## How to complete this task
Go through the listing below and output exactly the line with "signs anyone out.", the line with "let result = match", and each line between; omit the rest.

## Dataset excerpts
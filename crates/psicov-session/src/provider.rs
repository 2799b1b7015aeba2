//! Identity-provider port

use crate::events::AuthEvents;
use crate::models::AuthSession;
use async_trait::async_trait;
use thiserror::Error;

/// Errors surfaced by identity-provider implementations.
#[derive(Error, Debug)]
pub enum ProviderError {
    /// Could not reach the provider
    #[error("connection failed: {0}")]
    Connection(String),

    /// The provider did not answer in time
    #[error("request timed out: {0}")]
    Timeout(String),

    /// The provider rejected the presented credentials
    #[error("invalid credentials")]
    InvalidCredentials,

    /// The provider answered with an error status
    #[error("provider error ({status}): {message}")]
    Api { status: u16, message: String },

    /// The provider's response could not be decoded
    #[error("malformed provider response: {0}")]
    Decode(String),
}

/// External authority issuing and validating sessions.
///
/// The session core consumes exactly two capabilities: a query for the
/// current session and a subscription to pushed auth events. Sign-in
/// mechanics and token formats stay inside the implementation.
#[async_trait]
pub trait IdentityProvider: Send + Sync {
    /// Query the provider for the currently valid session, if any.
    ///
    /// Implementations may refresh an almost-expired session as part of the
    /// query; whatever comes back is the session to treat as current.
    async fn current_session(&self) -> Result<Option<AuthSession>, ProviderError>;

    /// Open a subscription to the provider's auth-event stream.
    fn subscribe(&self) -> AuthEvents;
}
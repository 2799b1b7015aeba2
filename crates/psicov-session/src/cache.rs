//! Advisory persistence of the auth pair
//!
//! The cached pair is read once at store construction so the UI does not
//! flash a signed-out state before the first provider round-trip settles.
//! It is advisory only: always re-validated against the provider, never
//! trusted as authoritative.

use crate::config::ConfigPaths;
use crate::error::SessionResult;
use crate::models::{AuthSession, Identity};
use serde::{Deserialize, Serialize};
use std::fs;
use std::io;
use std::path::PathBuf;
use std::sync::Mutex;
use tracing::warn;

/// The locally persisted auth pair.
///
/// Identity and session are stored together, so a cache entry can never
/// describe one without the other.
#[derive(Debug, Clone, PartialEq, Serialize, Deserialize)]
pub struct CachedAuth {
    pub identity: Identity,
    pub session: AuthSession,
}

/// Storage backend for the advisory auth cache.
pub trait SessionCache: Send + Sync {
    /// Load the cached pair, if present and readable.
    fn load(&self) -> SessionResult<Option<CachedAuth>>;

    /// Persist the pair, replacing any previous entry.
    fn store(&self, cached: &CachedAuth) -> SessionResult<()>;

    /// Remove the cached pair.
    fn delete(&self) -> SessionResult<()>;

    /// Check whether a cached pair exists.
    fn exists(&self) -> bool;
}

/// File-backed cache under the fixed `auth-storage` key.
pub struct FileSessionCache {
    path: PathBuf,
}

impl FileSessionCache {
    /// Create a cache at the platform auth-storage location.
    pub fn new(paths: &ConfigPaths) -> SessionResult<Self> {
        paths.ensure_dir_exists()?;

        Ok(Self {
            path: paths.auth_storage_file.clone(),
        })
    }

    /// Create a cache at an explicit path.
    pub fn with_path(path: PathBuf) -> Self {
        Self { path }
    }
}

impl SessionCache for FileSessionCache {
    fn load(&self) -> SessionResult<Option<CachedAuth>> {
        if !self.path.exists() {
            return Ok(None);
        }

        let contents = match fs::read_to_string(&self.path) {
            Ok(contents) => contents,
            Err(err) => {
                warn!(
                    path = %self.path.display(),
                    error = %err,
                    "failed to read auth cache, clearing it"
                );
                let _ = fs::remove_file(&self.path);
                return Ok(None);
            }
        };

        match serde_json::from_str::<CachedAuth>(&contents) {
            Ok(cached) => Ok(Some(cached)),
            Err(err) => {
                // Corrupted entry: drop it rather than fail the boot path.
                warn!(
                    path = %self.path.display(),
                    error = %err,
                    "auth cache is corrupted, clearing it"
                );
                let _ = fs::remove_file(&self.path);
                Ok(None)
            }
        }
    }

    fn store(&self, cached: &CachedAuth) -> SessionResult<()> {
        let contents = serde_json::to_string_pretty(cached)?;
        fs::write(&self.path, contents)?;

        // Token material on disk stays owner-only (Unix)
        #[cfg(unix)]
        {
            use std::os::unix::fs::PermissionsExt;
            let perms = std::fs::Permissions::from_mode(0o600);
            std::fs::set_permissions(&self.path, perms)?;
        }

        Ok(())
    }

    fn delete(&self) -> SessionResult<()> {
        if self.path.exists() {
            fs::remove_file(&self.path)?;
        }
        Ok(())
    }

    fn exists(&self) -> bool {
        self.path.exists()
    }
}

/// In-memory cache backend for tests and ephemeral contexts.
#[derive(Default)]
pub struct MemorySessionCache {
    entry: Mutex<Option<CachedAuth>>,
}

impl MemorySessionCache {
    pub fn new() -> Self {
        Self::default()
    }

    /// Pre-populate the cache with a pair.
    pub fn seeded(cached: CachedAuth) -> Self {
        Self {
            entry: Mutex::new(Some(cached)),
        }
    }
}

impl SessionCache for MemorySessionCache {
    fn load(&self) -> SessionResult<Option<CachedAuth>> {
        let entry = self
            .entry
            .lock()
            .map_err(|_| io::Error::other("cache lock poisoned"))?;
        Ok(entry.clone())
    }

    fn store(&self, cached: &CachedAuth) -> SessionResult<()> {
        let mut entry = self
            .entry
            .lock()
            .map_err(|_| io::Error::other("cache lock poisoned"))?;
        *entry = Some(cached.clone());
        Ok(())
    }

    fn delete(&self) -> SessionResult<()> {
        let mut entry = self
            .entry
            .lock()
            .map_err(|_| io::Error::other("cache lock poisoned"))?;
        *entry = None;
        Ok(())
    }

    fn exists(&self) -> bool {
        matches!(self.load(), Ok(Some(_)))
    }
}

==

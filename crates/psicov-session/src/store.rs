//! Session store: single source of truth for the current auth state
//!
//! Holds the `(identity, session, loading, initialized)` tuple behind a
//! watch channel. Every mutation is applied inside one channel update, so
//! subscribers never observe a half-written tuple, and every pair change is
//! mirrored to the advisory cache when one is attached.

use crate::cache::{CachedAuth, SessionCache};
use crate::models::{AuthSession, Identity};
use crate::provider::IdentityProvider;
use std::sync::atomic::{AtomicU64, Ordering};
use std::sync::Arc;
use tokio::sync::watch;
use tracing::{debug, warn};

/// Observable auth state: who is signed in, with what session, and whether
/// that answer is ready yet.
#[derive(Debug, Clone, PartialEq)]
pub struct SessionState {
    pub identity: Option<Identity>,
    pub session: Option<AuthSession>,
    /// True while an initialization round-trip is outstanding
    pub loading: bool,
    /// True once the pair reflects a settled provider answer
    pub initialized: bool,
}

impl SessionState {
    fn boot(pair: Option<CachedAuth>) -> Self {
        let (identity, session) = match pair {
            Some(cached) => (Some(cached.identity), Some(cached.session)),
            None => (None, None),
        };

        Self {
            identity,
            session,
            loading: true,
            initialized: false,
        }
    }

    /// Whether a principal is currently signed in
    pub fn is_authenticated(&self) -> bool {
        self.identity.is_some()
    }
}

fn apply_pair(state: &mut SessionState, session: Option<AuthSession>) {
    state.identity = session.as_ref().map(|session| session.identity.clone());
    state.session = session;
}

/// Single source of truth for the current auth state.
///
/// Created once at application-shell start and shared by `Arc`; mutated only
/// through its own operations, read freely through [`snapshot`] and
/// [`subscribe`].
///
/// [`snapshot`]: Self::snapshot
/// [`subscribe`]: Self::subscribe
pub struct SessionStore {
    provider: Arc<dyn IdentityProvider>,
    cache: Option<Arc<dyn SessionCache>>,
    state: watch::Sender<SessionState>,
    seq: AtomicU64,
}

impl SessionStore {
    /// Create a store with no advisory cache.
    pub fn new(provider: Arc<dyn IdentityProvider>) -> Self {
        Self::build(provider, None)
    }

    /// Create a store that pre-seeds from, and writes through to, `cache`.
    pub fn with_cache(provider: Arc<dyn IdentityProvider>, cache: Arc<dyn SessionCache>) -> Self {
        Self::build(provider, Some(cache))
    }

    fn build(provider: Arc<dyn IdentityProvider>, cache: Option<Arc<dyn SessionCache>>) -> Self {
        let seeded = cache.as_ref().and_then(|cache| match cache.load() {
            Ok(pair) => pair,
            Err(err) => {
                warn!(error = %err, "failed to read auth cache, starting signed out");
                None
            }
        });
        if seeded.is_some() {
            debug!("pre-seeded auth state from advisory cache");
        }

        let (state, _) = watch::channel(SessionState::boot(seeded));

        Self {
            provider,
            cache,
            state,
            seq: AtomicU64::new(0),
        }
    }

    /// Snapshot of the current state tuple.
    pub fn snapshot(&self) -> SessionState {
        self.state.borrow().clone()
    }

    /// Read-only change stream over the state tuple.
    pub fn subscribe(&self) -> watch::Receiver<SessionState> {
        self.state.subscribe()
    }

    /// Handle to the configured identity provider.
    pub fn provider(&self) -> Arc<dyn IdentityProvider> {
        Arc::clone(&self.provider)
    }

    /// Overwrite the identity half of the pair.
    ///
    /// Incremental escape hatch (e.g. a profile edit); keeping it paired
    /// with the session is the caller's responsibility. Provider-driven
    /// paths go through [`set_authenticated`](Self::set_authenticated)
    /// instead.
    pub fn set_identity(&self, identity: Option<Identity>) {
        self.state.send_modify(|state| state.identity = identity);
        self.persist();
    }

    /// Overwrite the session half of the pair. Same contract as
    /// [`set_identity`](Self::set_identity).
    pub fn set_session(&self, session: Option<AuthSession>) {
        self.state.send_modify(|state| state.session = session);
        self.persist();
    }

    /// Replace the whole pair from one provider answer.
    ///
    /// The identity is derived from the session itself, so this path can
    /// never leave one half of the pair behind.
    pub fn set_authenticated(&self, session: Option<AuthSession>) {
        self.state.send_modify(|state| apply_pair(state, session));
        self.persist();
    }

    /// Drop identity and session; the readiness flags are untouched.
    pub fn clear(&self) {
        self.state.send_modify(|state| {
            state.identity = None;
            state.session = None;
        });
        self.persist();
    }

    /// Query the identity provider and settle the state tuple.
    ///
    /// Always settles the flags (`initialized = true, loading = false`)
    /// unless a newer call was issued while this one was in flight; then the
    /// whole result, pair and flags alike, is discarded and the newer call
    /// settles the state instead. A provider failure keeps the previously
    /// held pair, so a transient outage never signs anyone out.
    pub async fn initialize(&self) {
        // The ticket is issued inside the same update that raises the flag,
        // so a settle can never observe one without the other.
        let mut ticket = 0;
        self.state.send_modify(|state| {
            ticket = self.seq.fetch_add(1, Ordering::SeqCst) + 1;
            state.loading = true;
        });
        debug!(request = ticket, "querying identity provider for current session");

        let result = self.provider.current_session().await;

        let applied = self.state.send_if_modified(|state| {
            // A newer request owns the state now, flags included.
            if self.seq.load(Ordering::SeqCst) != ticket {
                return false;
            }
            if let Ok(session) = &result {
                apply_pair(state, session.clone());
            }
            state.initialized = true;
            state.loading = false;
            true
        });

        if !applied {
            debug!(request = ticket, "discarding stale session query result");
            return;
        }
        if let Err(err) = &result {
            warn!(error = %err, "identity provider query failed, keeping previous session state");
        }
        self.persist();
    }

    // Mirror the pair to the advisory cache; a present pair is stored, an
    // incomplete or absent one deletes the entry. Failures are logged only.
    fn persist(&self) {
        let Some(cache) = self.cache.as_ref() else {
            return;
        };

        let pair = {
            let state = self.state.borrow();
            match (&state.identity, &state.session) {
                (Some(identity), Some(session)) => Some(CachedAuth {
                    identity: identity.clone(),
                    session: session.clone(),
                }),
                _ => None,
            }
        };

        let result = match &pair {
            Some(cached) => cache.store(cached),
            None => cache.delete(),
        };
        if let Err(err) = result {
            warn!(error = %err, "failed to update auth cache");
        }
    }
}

## Reply
    /// held pair, so a transient outage never signs anyone out.
    pub async fn initialize(&self) {
        // The ticket is issued inside the same update that raises the flag,
        // so a settle can never observe one without the other.
        let mut ticket = 0;
        self.state.send_modify(|state| {
            ticket = self.seq.fetch_add(1, Ordering::SeqCst) + 1;
            state.loading = true;
        });
        debug!(request = ticket, "querying identity provider for current session");

        let result = self.provider.current_session().await;

        let applied = self.state.send_if_modified(|state| {
            // A newer request owns the state now, flags included.
            if self.seq.load(Ordering::SeqCst) != ticket {
                return false;
            }
            if let Ok(session) = &result {
                apply_pair(state, session.clone());
            }
            state.initialized = true;
            state.loading = false;
            true
        });

        if !applied {
            debug!(request = ticket, "discarding stale session query result");
            return;
        }
        if let Err(err) = &result {
            warn!(error = %err, "identity provider query failed, keeping previous session state");
        }
        self.persist();
    }

    // Mirror the pair to the advisory cache; a present pair is stored, an
    // incomplete or absent one deletes the entry. Failures are logged only.
    fn persist(&self) {
        let Some(cache) = self.cache.as_ref() else {
            return;
        };

        let pair = {
            let state = self.state.borrow();
            match (&state.identity, &state.session) {
                (Some(identity), Some(session)) => Some(CachedAuth {
                    identity: identity.clone(),
                    session: session.clone(),
                }),
                _ => None,
            }
        };

        let result = match &pair {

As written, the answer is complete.